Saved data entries
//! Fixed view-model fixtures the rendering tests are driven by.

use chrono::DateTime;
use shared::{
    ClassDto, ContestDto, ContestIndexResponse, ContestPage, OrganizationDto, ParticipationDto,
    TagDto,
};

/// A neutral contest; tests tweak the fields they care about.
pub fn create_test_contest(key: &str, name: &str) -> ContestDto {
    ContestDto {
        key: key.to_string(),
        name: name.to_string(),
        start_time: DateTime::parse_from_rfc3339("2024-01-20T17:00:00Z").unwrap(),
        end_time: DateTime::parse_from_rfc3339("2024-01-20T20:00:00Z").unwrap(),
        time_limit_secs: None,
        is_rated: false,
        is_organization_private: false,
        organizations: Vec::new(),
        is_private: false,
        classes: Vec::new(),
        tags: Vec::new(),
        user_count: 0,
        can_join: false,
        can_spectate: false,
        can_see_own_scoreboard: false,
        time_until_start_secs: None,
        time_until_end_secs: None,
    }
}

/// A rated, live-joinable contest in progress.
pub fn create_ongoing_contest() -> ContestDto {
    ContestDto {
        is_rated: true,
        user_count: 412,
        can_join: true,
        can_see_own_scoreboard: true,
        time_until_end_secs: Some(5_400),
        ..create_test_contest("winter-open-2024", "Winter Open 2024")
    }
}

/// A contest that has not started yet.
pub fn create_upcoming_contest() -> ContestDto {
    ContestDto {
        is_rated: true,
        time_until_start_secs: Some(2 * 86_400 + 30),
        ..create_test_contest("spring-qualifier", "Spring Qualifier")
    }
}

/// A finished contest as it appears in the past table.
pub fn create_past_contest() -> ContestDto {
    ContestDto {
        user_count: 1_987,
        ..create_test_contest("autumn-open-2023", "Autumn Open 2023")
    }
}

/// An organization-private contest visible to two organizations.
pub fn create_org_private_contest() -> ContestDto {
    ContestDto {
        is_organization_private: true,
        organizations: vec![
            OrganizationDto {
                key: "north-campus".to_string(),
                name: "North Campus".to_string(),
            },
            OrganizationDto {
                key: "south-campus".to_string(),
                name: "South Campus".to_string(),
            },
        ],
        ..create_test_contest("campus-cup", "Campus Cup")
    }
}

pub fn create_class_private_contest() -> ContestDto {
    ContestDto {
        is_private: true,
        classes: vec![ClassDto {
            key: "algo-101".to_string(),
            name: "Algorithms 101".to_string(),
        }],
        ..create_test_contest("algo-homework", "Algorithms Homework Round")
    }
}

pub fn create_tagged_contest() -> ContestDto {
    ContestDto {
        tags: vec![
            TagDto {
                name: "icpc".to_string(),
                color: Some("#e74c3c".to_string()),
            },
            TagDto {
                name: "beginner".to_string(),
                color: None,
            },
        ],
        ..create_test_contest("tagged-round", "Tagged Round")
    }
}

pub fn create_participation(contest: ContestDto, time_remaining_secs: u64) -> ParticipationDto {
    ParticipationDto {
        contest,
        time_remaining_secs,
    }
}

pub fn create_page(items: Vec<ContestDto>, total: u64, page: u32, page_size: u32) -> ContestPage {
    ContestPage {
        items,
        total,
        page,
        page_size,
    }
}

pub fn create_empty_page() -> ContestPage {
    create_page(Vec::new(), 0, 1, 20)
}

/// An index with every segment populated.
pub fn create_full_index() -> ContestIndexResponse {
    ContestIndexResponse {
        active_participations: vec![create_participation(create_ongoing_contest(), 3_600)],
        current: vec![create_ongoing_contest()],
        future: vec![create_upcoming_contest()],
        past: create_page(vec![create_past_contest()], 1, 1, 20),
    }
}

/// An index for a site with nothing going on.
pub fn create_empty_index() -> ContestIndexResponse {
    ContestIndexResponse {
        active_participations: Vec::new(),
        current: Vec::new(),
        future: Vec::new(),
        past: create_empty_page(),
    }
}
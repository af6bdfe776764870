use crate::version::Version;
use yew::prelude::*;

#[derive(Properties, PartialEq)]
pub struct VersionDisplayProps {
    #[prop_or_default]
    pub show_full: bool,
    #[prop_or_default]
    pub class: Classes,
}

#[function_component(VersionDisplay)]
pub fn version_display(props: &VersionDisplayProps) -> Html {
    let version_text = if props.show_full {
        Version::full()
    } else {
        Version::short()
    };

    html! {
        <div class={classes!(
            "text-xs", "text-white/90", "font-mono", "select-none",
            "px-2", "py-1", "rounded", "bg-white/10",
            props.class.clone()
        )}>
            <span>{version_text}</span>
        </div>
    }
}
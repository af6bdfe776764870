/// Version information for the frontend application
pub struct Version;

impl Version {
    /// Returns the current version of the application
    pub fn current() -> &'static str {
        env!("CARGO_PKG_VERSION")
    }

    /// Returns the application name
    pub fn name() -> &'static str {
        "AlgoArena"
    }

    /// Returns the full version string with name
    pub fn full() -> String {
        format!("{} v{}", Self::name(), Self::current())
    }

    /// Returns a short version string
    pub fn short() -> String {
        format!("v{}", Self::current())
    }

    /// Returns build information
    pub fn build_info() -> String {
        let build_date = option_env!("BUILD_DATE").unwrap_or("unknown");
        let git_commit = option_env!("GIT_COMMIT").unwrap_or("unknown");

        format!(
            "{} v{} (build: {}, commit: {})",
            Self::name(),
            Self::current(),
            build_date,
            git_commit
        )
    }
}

## Work to be completed
Working from the entries above, return all lines that contain "open".

## Written answer
        ..create_test_contest("winter-open-2024", "Winter Open 2024")
        ..create_test_contest("autumn-open-2023", "Autumn Open 2023")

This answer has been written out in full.